Begitu pula apabila ia bersumpah dengan mengatakan “Demi umurku”, ia tidak wajib membayar kaffarat. Namun, bersumpah dengan menyebut selain Allah adalah haram, dan dilarang berdasarkan Hadits Nabi saw., “Sesungguhnya Allah melarang kami untuk bersumpah dengan menyebut nenek moyang kamu.

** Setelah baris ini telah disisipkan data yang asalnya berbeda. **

//! Tile supply: upcoming queue, held tile, rotation and the remaining counter
//!
//! The queue always holds `min(preview_depth, remaining)` tiles. Its head is
//! the *active* tile, the one the player is about to place. Rotation is kept
//! as an offset and applied when the active tile is read, so queued tiles are
//! never modified.
//!
//! # Example
//!
//! ```rust
//! use hexagod::hex::HexPosition;
//! use hexagod::tile_manager::TileManager;
//!
//! let mut manager = TileManager::with_seed(5, 50, 42);
//! manager.rotate_active_tile();
//! let tile = manager.create_active_tile(HexPosition::axial(1, 0)).unwrap();
//! assert_eq!(tile.position, Some(HexPosition::axial(1, 0)));
//!
//! manager.get_next_tile();
//! assert_eq!(manager.get_remaining(), 49);
//! ```

use crate::hex::HexPosition;
use crate::tile::{Biome, HexTile, Sides, rotated_sides};
use rand::SeedableRng;
use rand::rngs::StdRng;
use std::collections::VecDeque;
use tracing::{debug, info};

/// Biome used on every side of the first board tile
pub const STARTING_BIOME: Biome = Biome::Grass;

pub struct TileManager {
    queue: VecDeque<HexTile>,
    held: Option<HexTile>,
    rotation: usize,
    remaining: u32,
    preview_depth: usize,
    rng: StdRng,
}

impl TileManager {
    /// Creates a manager drawing from OS entropy
    pub fn new(preview_depth: usize, remaining: u32) -> Self {
        Self::with_rng(preview_depth, remaining, StdRng::from_os_rng())
    }

    /// Creates a manager whose tile sequence is fully determined by `seed`
    pub fn with_seed(preview_depth: usize, remaining: u32, seed: u64) -> Self {
        Self::with_rng(preview_depth, remaining, StdRng::seed_from_u64(seed))
    }

    pub fn with_rng(preview_depth: usize, remaining: u32, rng: StdRng) -> Self {
        let mut manager = TileManager {
            queue: VecDeque::with_capacity(preview_depth),
            held: None,
            rotation: 0,
            remaining,
            preview_depth,
            rng,
        };
        manager.refill();
        manager
    }

    /// The fixed first tile of every board
    pub fn starting_tile() -> HexTile {
        HexTile::new([STARTING_BIOME; 6]).at(HexPosition::ORIGIN)
    }

    /// Consumes the active tile after a placement.
    ///
    /// Decrements the remaining counter and tops the queue back up. Once the
    /// counter hits zero the queue drains and no active tile is offered.
    pub fn get_next_tile(&mut self) {
        if self.queue.pop_front().is_none() {
            return;
        }
        self.remaining = self.remaining.saturating_sub(1);
        self.rotation = 0;
        self.refill();

        if self.is_exhausted() {
            info!("tile supply exhausted");
        }
    }

    pub fn rotate_active_tile(&mut self) {
        self.rotation = (self.rotation + 1) % 6;
    }

    /// Exchanges the active tile with the held one.
    ///
    /// With nothing held, the active tile moves to the hold and the next
    /// queued tile becomes active. Does nothing once the supply is exhausted.
    pub fn swap_held_tile(&mut self) {
        let Some(active) = self.queue.pop_front() else {
            return;
        };

        match self.held.replace(active) {
            Some(previous) => self.queue.push_front(previous),
            None => self.refill(),
        }
        self.rotation = 0;
        debug!(remaining = self.remaining, "swapped held tile");
    }

    /// A copy of the active tile, rotated and positioned at `position`
    pub fn create_active_tile(&self, position: HexPosition) -> Option<HexTile> {
        let sides = self.get_active()?;
        Some(HexTile::new(sides).at(position))
    }

    /// Grants `amount` extra tiles
    pub fn add_to_remaining(&mut self, amount: u32) {
        self.remaining += amount;
        self.refill();
    }

    /// One slot per preview position, head first. Slots past the end of the
    /// supply are `None`.
    pub fn get_preview(&self) -> Vec<Option<&HexTile>> {
        (0..self.preview_depth).map(|i| self.queue.get(i)).collect()
    }

    pub fn get_held(&self) -> Option<&HexTile> {
        self.held.as_ref()
    }

    pub fn get_remaining(&self) -> u32 {
        self.remaining
    }

    pub fn rotation(&self) -> usize {
        self.rotation
    }

    /// Sides of the active tile with rotation applied
    pub fn get_active(&self) -> Option<Sides> {
        self.queue
            .front()
            .map(|tile| rotated_sides(&tile.sides, self.rotation))
    }

    pub fn is_exhausted(&self) -> bool {
        self.queue.is_empty()
    }

    fn refill(&mut self) {
        // At least the active tile is queued while any supply is left
        let target = self.preview_depth.max(1).min(self.remaining as usize);
        while self.queue.len() < target {
            self.queue.push_back(HexTile::random(&mut self.rng));
        }
    }
}

#[cfg(test)]
mod tests {
    use super::*;

    fn head_sides(manager: &TileManager) -> Sides {
        manager.get_preview()[0].unwrap().sides
    }

    #[test]
    fn test_initial_queue_fills_preview() {
        let manager = TileManager::with_seed(5, 50, 1);
        let preview = manager.get_preview();
        assert_eq!(preview.len(), 5);
        assert!(preview.iter().all(Option::is_some));
        assert_eq!(manager.get_remaining(), 50);
        assert!(manager.get_held().is_none());
    }

    #[test]
    fn test_queue_never_exceeds_remaining() {
        let manager = TileManager::with_seed(5, 2, 1);
        let preview = manager.get_preview();
        assert!(preview[0].is_some() && preview[1].is_some());
        assert!(preview[2..].iter().all(Option::is_none));
    }

    #[test]
    fn test_zero_preview_depth_still_offers_active_tile() {
        let mut manager = TileManager::with_seed(0, 50, 1);
        assert!(!manager.is_exhausted());
        assert!(manager.get_active().is_some());
        assert!(manager.get_preview().is_empty());

        manager.get_next_tile();
        assert_eq!(manager.get_remaining(), 49);
        assert!(manager.get_active().is_some());
    }

    #[test]
    fn test_next_tile_advances_queue() {
        let mut manager = TileManager::with_seed(5, 50, 3);
        let second = manager.get_preview()[1].unwrap().sides;
        manager.get_next_tile();
        assert_eq!(head_sides(&manager), second);
        assert_eq!(manager.get_remaining(), 49);
        assert!(manager.get_preview().iter().all(Option::is_some));
    }

    #[test]
    fn test_supply_exhaustion() {
        let mut manager = TileManager::with_seed(5, 1, 9);
        assert!(manager.create_active_tile(HexPosition::ORIGIN).is_some());

        manager.get_next_tile();
        assert_eq!(manager.get_remaining(), 0);
        assert!(manager.is_exhausted());
        assert!(manager.create_active_tile(HexPosition::ORIGIN).is_none());
        assert!(manager.get_active().is_none());

        // Stays exhausted and the counter does not underflow
        manager.get_next_tile();
        assert_eq!(manager.get_remaining(), 0);
    }

    #[test]
    fn test_bonus_tiles_revive_supply() {
        let mut manager = TileManager::with_seed(5, 1, 9);
        manager.get_next_tile();
        manager.add_to_remaining(3);
        assert_eq!(manager.get_remaining(), 3);
        assert_eq!(manager.get_preview().iter().filter(|t| t.is_some()).count(), 3);
        assert!(manager.get_active().is_some());
    }

    #[test]
    fn test_rotation_is_applied_on_read() {
        let mut manager = TileManager::with_seed(5, 50, 11);
        let base = head_sides(&manager);

        manager.rotate_active_tile();
        let active = manager.get_active().unwrap();
        assert_eq!(active, rotated_sides(&base, 1));
        // The queued tile itself is untouched
        assert_eq!(head_sides(&manager), base);

        let tile = manager.create_active_tile(HexPosition::axial(0, 1)).unwrap();
        assert_eq!(tile.sides, active);
    }

    #[test]
    fn test_six_rotations_restore_active() {
        let mut manager = TileManager::with_seed(5, 50, 11);
        let base = manager.get_active().unwrap();
        for _ in 0..6 {
            manager.rotate_active_tile();
        }
        assert_eq!(manager.rotation(), 0);
        assert_eq!(manager.get_active().unwrap(), base);
    }

    #[test]
    fn test_first_hold_takes_active_and_keeps_count() {
        let mut manager = TileManager::with_seed(5, 50, 5);
        let first = head_sides(&manager);
        let second = manager.get_preview()[1].unwrap().sides;
        manager.rotate_active_tile();

        manager.swap_held_tile();
        assert_eq!(manager.get_held().unwrap().sides, first);
        assert_eq!(head_sides(&manager), second);
        assert_eq!(manager.rotation(), 0);
        assert_eq!(manager.get_remaining(), 50);
        assert!(manager.get_preview().iter().all(Option::is_some));
    }

    #[test]
    fn test_swap_exchanges_held_and_active() {
        let mut manager = TileManager::with_seed(5, 50, 5);
        let first = head_sides(&manager);
        manager.swap_held_tile();
        let second = head_sides(&manager);

        manager.swap_held_tile();
        assert_eq!(head_sides(&manager), first);
        assert_eq!(manager.get_held().unwrap().sides, second);
    }

    #[test]
    fn test_swap_is_noop_when_exhausted() {
        let mut manager = TileManager::with_seed(5, 1, 5);
        manager.swap_held_tile();
        assert!(manager.get_held().is_some());
        assert!(!manager.is_exhausted());

        manager.get_next_tile();
        assert!(manager.is_exhausted());
        manager.swap_held_tile();
        assert!(manager.get_held().is_some());
        assert!(manager.get_active().is_none());
    }

    #[test]
    fn test_starting_tile() {
        let tile = TileManager::starting_tile();
        assert_eq!(tile.position, Some(HexPosition::ORIGIN));
        assert_eq!(tile.sides, [STARTING_BIOME; 6]);
    }

    #[test]
    fn test_same_seed_same_sequence() {
        let a = TileManager::with_seed(5, 50, 1234);
        let b = TileManager::with_seed(5, 50, 1234);
        let sides = |m: &TileManager| -> Vec<Sides> {
            m.get_preview().into_iter().flatten().map(|t| t.sides).collect()
        };
        assert_eq!(sides(&a), sides(&b));
    }
}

Siapa yang hendak bersumpah, maka bersumpahlah dengan menyebut asma Allah, atau lebih baik diam saja.”
Imam Syafi’i beralasan bahwa asma-asma Allah itu bukan makhluk, karenanya siapa yang bersumpah dengan menyebut asma Allah, kemudian ia melanggar sumpahnya, maka ia wajib membayar kaffarat.
2.) Imam Ibnu al-Qayyim menuturkan dalam kitabnya “Ijtima’ al-Juyusy”, sebuah riwayat dari Imam Syafi’i, bahwa beliau berkata: “Berbicara tentang sunnah yang menjadi pegangan saya, shahib-shahib (murid-murid) saya, begitu pula para ahli hadits yang saya lihat dan saya ambil ilmu mereka, seperti Sufyan, Malik, dan lain-lain, adalah iqrar seraya bersaksi bahwa tidak ada tuhan selain Allah, dan bahwa Muhammad adalah utusan Allah, serta bersaksi bahwa Allah di atas 'Arsy di langit, dan dekat dengan makhluk-Nya, terserah kehendak Allah, dan Allah itu turun ke langit terdekat kapan saja Allah berkehendak.”
3.) Imam adz-Dzahabi meriwayatkan dari al-Muzani, katanya: “Apabila ada orang yang mengeluarkan unek-unek yang berkaitan dengan masalah tauhid yang ada dalam hati saya, maka itu adalah Imam Syafi’i.”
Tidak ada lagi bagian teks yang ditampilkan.